● Task item: Search the entries for the word "match". Copy every line that holds it.

┄┄┄┄┄┄

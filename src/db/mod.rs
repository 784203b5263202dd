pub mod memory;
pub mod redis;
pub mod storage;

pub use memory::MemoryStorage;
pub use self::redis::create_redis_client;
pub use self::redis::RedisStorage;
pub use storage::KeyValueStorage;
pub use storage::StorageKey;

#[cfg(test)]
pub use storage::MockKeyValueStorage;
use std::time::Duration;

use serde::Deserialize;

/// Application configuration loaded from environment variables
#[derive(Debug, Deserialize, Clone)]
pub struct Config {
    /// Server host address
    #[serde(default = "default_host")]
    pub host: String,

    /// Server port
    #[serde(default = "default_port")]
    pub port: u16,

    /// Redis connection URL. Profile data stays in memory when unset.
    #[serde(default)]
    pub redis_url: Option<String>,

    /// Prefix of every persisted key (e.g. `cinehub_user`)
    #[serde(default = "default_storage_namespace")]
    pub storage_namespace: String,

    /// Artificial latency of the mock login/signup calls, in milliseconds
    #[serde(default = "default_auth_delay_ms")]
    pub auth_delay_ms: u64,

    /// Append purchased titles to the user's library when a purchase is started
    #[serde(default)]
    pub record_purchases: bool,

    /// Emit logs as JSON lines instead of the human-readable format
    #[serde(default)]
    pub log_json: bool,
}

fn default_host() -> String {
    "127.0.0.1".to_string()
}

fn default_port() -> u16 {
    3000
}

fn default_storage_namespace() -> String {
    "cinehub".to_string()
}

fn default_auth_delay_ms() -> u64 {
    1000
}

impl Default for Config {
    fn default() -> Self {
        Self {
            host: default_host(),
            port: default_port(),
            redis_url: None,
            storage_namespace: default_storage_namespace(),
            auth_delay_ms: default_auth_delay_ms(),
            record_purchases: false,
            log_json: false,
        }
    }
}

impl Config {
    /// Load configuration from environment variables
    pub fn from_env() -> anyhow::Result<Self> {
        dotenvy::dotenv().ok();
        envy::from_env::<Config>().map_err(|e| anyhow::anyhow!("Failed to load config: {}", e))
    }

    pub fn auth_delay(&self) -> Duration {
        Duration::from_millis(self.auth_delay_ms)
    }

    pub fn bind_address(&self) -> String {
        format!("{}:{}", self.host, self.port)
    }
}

┄┄┄┄┄┄

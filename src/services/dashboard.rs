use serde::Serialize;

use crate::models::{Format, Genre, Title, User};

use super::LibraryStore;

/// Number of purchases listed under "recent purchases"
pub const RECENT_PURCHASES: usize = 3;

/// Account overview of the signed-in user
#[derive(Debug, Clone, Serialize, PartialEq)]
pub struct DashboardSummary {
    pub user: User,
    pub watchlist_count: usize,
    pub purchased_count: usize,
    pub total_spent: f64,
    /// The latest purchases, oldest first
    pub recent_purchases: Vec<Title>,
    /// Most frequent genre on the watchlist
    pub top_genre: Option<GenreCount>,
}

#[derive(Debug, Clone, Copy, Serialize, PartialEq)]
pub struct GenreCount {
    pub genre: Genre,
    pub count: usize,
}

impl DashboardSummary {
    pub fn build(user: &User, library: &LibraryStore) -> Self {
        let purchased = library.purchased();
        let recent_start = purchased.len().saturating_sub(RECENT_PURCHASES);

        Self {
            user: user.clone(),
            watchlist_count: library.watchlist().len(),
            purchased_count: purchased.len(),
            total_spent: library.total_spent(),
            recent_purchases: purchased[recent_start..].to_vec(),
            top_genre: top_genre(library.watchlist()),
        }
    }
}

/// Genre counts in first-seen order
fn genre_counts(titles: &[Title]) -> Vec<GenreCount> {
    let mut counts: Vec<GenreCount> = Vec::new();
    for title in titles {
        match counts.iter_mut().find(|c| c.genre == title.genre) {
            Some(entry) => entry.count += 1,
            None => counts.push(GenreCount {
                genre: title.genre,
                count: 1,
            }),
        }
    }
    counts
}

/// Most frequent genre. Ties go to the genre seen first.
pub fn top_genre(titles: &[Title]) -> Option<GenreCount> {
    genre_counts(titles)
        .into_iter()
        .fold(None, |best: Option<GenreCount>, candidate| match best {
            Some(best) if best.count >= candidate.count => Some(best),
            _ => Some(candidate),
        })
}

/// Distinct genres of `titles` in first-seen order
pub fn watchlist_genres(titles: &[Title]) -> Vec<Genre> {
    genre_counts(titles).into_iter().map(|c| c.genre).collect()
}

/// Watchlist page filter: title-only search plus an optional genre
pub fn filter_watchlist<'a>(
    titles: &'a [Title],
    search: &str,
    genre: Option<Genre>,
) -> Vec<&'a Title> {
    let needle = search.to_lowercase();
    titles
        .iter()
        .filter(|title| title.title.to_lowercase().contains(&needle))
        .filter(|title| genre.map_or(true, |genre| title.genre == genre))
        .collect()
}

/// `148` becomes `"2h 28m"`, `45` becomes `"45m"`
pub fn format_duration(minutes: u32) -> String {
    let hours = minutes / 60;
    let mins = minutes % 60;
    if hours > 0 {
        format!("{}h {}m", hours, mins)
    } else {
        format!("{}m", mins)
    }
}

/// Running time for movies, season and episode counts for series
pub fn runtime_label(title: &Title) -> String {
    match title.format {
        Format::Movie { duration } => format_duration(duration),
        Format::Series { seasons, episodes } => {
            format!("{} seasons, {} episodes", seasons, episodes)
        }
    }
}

┄┄┄┄┄┄

● Exercise solution:
        match counts.iter_mut().find(|c| c.genre == title.genre) {
        .fold(None, |best: Option<GenreCount>, candidate| match best {
    match title.format {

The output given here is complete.